## Brief
So that nothing is lost, restate each entry exactly as supplied.

## Extracted information

//! Dashboard Reductions
//!
//! Pure reductions over freshly fetched lists: each dashboard region is a
//! function of one list and nothing else, so a failed fetch for one region
//! never disturbs the others. Also hosts the shared newest-first ordering
//! used by the achievements and daily-log sections.

use crate::models::{DailyLog, Mood, Note, StudySession, Task};

/// First `n` entries as fetched (backend order is trusted).
pub fn recent<T: Clone>(items: &[T], n: usize) -> Vec<T> {
    items.iter().take(n).cloned().collect()
}

pub fn recent_tasks(tasks: &[Task]) -> Vec<Task> {
    recent(tasks, 5)
}

pub fn recent_notes(notes: &[Note]) -> Vec<Note> {
    recent(notes, 3)
}

/// Sessions recorded on the given local date.
pub fn todays_sessions(sessions: &[StudySession], today: &str) -> Vec<StudySession> {
    sessions
        .iter()
        .filter(|s| s.session_date == today)
        .cloned()
        .collect()
}

/// Char-boundary-safe truncation with an ellipsis marker when cut.
pub fn truncate_with_ellipsis(text: &str, max_chars: usize) -> String {
    if text.chars().count() <= max_chars {
        return text.to_string();
    }
    let cut: String = text.chars().take(max_chars).collect();
    format!("{cut}...")
}

/// Fixed four-bucket mood histogram; unrecognized moods count nowhere.
#[derive(Debug, Clone, Copy, Default, PartialEq, Eq)]
pub struct MoodCounts {
    pub productive: u32,
    pub tired: u32,
    pub stuck: u32,
    pub flow: u32,
}

impl MoodCounts {
    pub fn get(&self, mood: Mood) -> u32 {
        match mood {
            Mood::Productive => self.productive,
            Mood::Tired => self.tired,
            Mood::Stuck => self.stuck,
            Mood::Flow => self.flow,
        }
    }

    pub fn total(&self) -> u32 {
        self.productive + self.tired + self.stuck + self.flow
    }
}

pub fn mood_histogram(logs: &[DailyLog]) -> MoodCounts {
    let mut counts = MoodCounts::default();
    for log in logs {
        match Mood::parse(&log.mood) {
            Some(Mood::Productive) => counts.productive += 1,
            Some(Mood::Tired) => counts.tired += 1,
            Some(Mood::Stuck) => counts.stuck += 1,
            Some(Mood::Flow) => counts.flow += 1,
            None => {}
        }
    }
    counts
}

/// Stable newest-first sort by an ISO date field (lexicographic order is
/// chronological for `YYYY-MM-DD`).
pub fn sort_newest_first<T, F>(items: &mut [T], date_of: F)
where
    F: Fn(&T) -> &str,
{
    items.sort_by(|a, b| date_of(b).cmp(date_of(a)));
}

#[cfg(test)]
mod tests {
    use super::*;
    use crate::models::TaskStatus;

    fn log(id: u32, date: &str, mood: &str) -> DailyLog {
        DailyLog {
            id,
            log_date: date.into(),
            summary: String::new(),
            mood: mood.into(),
        }
    }

    fn session(id: u32, date: &str) -> StudySession {
        StudySession {
            id,
            task_id: None,
            task_title: None,
            session_date: date.into(),
            start_time: "09:00".into(),
            end_time: "10:00".into(),
            end_time_iso: None,
            duration_minutes: 60,
            notes: None,
        }
    }

    #[test]
    fn histogram_buckets_sum_to_recognized_entries() {
        let logs = vec![
            log(1, "2026-08-01", "productive"),
            log(2, "2026-08-02", "flow"),
            log(3, "2026-08-03", "productive"),
            log(4, "2026-08-04", "meh"),
            log(5, "2026-08-05", "stuck"),
        ];
        let counts = mood_histogram(&logs);
        assert_eq!(counts.productive, 2);
        assert_eq!(counts.flow, 1);
        assert_eq!(counts.stuck, 1);
        assert_eq!(counts.tired, 0);
        // "meh" contributed to no bucket.
        assert_eq!(counts.total(), 4);
    }

    #[test]
    fn histogram_of_empty_list_is_all_zero() {
        assert_eq!(mood_histogram(&[]), MoodCounts::default());
    }

    #[test]
    fn newest_first_is_non_increasing_by_date() {
        let mut logs = vec![
            log(1, "2026-08-01", "flow"),
            log(2, "2026-08-20", "flow"),
            log(3, "2026-08-10", "flow"),
        ];
        sort_newest_first(&mut logs, |l| l.log_date.as_str());
        let dates: Vec<&str> = logs.iter().map(|l| l.log_date.as_str()).collect();
        assert_eq!(dates, vec!["2026-08-20", "2026-08-10", "2026-08-01"]);
        for pair in logs.windows(2) {
            assert!(pair[0].log_date >= pair[1].log_date);
        }
    }

    #[test]
    fn newest_first_sort_is_stable_for_equal_dates() {
        let mut logs = vec![
            log(1, "2026-08-10", "flow"),
            log(2, "2026-08-10", "tired"),
            log(3, "2026-08-10", "stuck"),
        ];
        sort_newest_first(&mut logs, |l| l.log_date.as_str());
        let ids: Vec<u32> = logs.iter().map(|l| l.id).collect();
        assert_eq!(ids, vec![1, 2, 3]);
    }

    #[test]
    fn recent_takes_leading_entries_in_fetch_order() {
        let tasks: Vec<Task> = (1..=8)
            .map(|id| Task {
                id,
                title: format!("task {id}"),
                description: None,
                category_id: None,
                category_name: None,
                deadline: None,
                status: TaskStatus::Pending,
            })
            .collect();
        let top = recent_tasks(&tasks);
        assert_eq!(top.len(), 5);
        assert_eq!(top[0].id, 1);
        assert_eq!(top[4].id, 5);
    }

    #[test]
    fn todays_sessions_filters_by_local_date() {
        let sessions = vec![
            session(1, "2026-08-30"),
            session(2, "2026-08-29"),
            session(3, "2026-08-30"),
        ];
        let today = todays_sessions(&sessions, "2026-08-30");
        assert_eq!(today.iter().map(|s| s.id).collect::<Vec<_>>(), vec![1, 3]);
        assert!(todays_sessions(&[], "2026-08-30").is_empty());
    }

    #[test]
    fn truncation_is_char_boundary_safe() {
        assert_eq!(truncate_with_ellipsis("short", 100), "short");
        let exact = "x".repeat(100);
        assert_eq!(truncate_with_ellipsis(&exact, 100), exact);
        assert_eq!(truncate_with_ellipsis("abcdef", 3), "abc...");
        // Multibyte content must cut between chars, not bytes.
        assert_eq!(truncate_with_ellipsis("ééééé", 3), "ééé...");
    }
}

## Answer below
//! Dashboard Reductions
//!
//! Pure reductions over freshly fetched lists: each dashboard region is a
//! function of one list and nothing else, so a failed fetch for one region
//! never disturbs the others. Also hosts the shared newest-first ordering
//! used by the achievements and daily-log sections.

use crate::models::{DailyLog, Mood, Note, StudySession, Task};

/// First `n` entries as fetched (backend order is trusted).
pub fn recent<T: Clone>(items: &[T], n: usize) -> Vec<T> {
    items.iter().take(n).cloned().collect()
}

pub fn recent_tasks(tasks: &[Task]) -> Vec<Task> {
    recent(tasks, 5)
}

pub fn recent_notes(notes: &[Note]) -> Vec<Note> {
    recent(notes, 3)
}

/// Sessions recorded on the given local date.
pub fn todays_sessions(sessions: &[StudySession], today: &str) -> Vec<StudySession> {
    sessions
        .iter()
        .filter(|s| s.session_date == today)
        .cloned()
        .collect()
}

/// Char-boundary-safe truncation with an ellipsis marker when cut.
pub fn truncate_with_ellipsis(text: &str, max_chars: usize) -> String {
    if text.chars().count() <= max_chars {
        return text.to_string();
    }
    let cut: String = text.chars().take(max_chars).collect();
    format!("{cut}...")
}

/// Fixed four-bucket mood histogram; unrecognized moods count nowhere.
#[derive(Debug, Clone, Copy, Default, PartialEq, Eq)]
pub struct MoodCounts {
    pub productive: u32,
    pub tired: u32,
    pub stuck: u32,
    pub flow: u32,
}

impl MoodCounts {
    pub fn get(&self, mood: Mood) -> u32 {
        match mood {
            Mood::Productive => self.productive,
            Mood::Tired => self.tired,
            Mood::Stuck => self.stuck,
            Mood::Flow => self.flow,
        }
    }

    pub fn total(&self) -> u32 {
        self.productive + self.tired + self.stuck + self.flow
    }
}

pub fn mood_histogram(logs: &[DailyLog]) -> MoodCounts {
    let mut counts = MoodCounts::default();
    for log in logs {
        match Mood::parse(&log.mood) {
            Some(Mood::Productive) => counts.productive += 1,
            Some(Mood::Tired) => counts.tired += 1,
            Some(Mood::Stuck) => counts.stuck += 1,
            Some(Mood::Flow) => counts.flow += 1,
            None => {}
        }
    }
    counts
}

/// Stable newest-first sort by an ISO date field (lexicographic order is
/// chronological for `YYYY-MM-DD`).
pub fn sort_newest_first<T, F>(items: &mut [T], date_of: F)
where
    F: Fn(&T) -> &str,
{
    items.sort_by(|a, b| date_of(b).cmp(date_of(a)));
}

#[cfg(test)]
mod tests {
    use super::*;
    use crate::models::TaskStatus;

    fn log(id: u32, date: &str, mood: &str) -> DailyLog {
        DailyLog {
            id,
            log_date: date.into(),
            summary: String::new(),
            mood: mood.into(),
        }
    }

    fn session(id: u32, date: &str) -> StudySession {
        StudySession {
            id,
            task_id: None,
            task_title: None,
            session_date: date.into(),
            start_time: "09:00".into(),
            end_time: "10:00".into(),
            end_time_iso: None,
            duration_minutes: 60,
            notes: None,
        }
    }

    #[test]
    fn histogram_buckets_sum_to_recognized_entries() {
        let logs = vec![
            log(1, "2026-08-01", "productive"),
            log(2, "2026-08-02", "flow"),
            log(3, "2026-08-03", "productive"),
            log(4, "2026-08-04", "meh"),
            log(5, "2026-08-05", "stuck"),
        ];
        let counts = mood_histogram(&logs);
        assert_eq!(counts.productive, 2);
        assert_eq!(counts.flow, 1);
        assert_eq!(counts.stuck, 1);
        assert_eq!(counts.tired, 0);
        // "meh" contributed to no bucket.
        assert_eq!(counts.total(), 4);
    }

    #[test]
    fn histogram_of_empty_list_is_all_zero() {
        assert_eq!(mood_histogram(&[]), MoodCounts::default());
    }

    #[test]
    fn newest_first_is_non_increasing_by_date() {
        let mut logs = vec![
            log(1, "2026-08-01", "flow"),
            log(2, "2026-08-20", "flow"),
            log(3, "2026-08-10", "flow"),
        ];
        sort_newest_first(&mut logs, |l| l.log_date.as_str());
        let dates: Vec<&str> = logs.iter().map(|l| l.log_date.as_str()).collect();
        assert_eq!(dates, vec!["2026-08-20", "2026-08-10", "2026-08-01"]);
        for pair in logs.windows(2) {
            assert!(pair[0].log_date >= pair[1].log_date);
        }
    }

    #[test]
    fn newest_first_sort_is_stable_for_equal_dates() {
        let mut logs = vec![
            log(1, "2026-08-10", "flow"),
            log(2, "2026-08-10", "tired"),
            log(3, "2026-08-10", "stuck"),
        ];
        sort_newest_first(&mut logs, |l| l.log_date.as_str());
        let ids: Vec<u32> = logs.iter().map(|l| l.id).collect();
        assert_eq!(ids, vec![1, 2, 3]);
    }

    #[test]
    fn recent_takes_leading_entries_in_fetch_order() {
        let tasks: Vec<Task> = (1..=8)
            .map(|id| Task {
                id,
                title: format!("task {id}"),
                description: None,
                category_id: None,
                category_name: None,
                deadline: None,
                status: TaskStatus::Pending,
            })
            .collect();
        let top = recent_tasks(&tasks);
        assert_eq!(top.len(), 5);
        assert_eq!(top[0].id, 1);
        assert_eq!(top[4].id, 5);
    }

    #[test]
    fn todays_sessions_filters_by_local_date() {
        let sessions = vec![
            session(1, "2026-08-30"),
            session(2, "2026-08-29"),
            session(3, "2026-08-30"),
        ];
        let today = todays_sessions(&sessions, "2026-08-30");
        assert_eq!(today.iter().map(|s| s.id).collect::<Vec<_>>(), vec![1, 3]);
        assert!(todays_sessions(&[], "2026-08-30").is_empty());
    }

    #[test]
    fn truncation_is_char_boundary_safe() {
        assert_eq!(truncate_with_ellipsis("short", 100), "short");
        let exact = "x".repeat(100);
        assert_eq!(truncate_with_ellipsis(&exact, 100), exact);
        assert_eq!(truncate_with_ellipsis("abcdef", 3), "abc...");
        // Multibyte content must cut between chars, not bytes.
        assert_eq!(truncate_with_ellipsis("ééééé", 3), "ééé...");
    }
}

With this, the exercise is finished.